Problem to solve:
Below are the entries. Transcribe exactly the lines from the one with "if let Some(timeout)" through the one with "any, is dropped.", ends included, and leave out all others.

Data extract:
----------------------------------------
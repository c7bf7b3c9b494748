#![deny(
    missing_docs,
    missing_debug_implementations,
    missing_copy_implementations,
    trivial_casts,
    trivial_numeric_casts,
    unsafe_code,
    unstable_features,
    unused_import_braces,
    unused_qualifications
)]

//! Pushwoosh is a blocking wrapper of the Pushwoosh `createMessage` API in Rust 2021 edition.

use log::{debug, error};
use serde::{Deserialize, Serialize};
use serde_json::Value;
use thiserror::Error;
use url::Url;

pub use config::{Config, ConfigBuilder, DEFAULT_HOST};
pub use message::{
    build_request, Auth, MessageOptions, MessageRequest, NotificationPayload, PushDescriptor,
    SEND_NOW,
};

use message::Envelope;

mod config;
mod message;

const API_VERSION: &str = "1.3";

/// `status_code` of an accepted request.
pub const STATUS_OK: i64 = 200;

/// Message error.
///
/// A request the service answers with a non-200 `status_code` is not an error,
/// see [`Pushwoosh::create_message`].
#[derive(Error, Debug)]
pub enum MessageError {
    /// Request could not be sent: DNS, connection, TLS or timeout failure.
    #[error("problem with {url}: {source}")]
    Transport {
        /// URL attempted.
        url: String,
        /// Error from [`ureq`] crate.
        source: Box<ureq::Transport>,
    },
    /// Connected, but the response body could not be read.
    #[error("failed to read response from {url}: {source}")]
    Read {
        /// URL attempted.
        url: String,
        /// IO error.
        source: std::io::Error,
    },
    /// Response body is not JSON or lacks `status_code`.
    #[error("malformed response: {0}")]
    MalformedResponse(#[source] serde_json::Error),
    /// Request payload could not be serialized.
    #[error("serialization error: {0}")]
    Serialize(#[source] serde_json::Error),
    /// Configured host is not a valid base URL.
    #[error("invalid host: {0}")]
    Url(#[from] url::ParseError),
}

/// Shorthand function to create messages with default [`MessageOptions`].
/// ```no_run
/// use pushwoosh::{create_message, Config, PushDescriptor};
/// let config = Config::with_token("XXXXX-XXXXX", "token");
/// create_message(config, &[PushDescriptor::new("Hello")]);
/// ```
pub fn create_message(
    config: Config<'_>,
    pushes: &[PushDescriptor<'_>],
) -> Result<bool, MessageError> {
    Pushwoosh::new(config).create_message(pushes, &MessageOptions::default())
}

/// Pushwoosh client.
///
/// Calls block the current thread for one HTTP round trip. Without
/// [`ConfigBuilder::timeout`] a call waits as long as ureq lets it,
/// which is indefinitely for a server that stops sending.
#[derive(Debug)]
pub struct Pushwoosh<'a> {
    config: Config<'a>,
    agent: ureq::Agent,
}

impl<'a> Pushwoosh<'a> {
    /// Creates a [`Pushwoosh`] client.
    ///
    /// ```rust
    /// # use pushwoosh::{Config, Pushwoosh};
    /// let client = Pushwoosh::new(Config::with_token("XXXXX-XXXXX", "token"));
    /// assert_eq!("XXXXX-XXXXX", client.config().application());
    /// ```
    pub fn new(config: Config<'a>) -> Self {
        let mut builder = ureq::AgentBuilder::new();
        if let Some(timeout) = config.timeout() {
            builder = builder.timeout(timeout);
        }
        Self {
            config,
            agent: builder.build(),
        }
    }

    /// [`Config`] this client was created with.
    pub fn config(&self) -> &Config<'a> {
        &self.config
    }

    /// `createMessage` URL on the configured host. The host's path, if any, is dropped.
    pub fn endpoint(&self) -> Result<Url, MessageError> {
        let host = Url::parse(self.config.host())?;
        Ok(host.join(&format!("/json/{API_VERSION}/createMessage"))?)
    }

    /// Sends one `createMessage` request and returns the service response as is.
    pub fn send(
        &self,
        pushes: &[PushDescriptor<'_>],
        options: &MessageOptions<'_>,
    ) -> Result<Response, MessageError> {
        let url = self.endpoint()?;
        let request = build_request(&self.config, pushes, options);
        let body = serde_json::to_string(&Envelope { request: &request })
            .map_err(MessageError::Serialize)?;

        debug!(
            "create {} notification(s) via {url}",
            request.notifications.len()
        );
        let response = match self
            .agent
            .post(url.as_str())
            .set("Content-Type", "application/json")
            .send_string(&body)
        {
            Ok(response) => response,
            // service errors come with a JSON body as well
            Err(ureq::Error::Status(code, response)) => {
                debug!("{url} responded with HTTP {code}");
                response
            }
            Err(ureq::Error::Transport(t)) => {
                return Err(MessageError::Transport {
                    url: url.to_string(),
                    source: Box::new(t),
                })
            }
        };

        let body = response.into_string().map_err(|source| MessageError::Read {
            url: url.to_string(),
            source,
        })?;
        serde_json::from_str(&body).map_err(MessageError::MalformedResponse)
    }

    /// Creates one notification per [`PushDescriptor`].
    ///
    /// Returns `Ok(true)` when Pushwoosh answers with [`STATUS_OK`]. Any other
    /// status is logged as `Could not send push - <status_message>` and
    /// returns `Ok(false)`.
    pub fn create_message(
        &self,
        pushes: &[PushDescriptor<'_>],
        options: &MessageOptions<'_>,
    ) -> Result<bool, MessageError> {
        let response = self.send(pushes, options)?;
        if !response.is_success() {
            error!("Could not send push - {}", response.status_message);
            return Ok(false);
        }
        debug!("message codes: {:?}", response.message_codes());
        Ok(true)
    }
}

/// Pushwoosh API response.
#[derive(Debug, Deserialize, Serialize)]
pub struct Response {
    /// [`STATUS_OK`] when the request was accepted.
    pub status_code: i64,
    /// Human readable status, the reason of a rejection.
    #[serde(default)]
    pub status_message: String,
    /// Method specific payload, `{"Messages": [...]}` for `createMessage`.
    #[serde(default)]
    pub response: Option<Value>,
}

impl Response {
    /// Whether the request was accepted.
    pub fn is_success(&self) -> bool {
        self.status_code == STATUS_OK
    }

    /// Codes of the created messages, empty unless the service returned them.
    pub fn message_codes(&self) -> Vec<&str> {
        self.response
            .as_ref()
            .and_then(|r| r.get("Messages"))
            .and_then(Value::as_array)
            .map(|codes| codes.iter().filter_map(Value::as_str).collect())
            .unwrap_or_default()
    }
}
----------------------------------------
Exercise solution:
        if let Some(timeout) = config.timeout() {
            builder = builder.timeout(timeout);
        }
        Self {
            config,
            agent: builder.build(),
        }
    }

    /// [`Config`] this client was created with.
    pub fn config(&self) -> &Config<'a> {
        &self.config
    }

    /// `createMessage` URL on the configured host. The host's path, if any, is dropped.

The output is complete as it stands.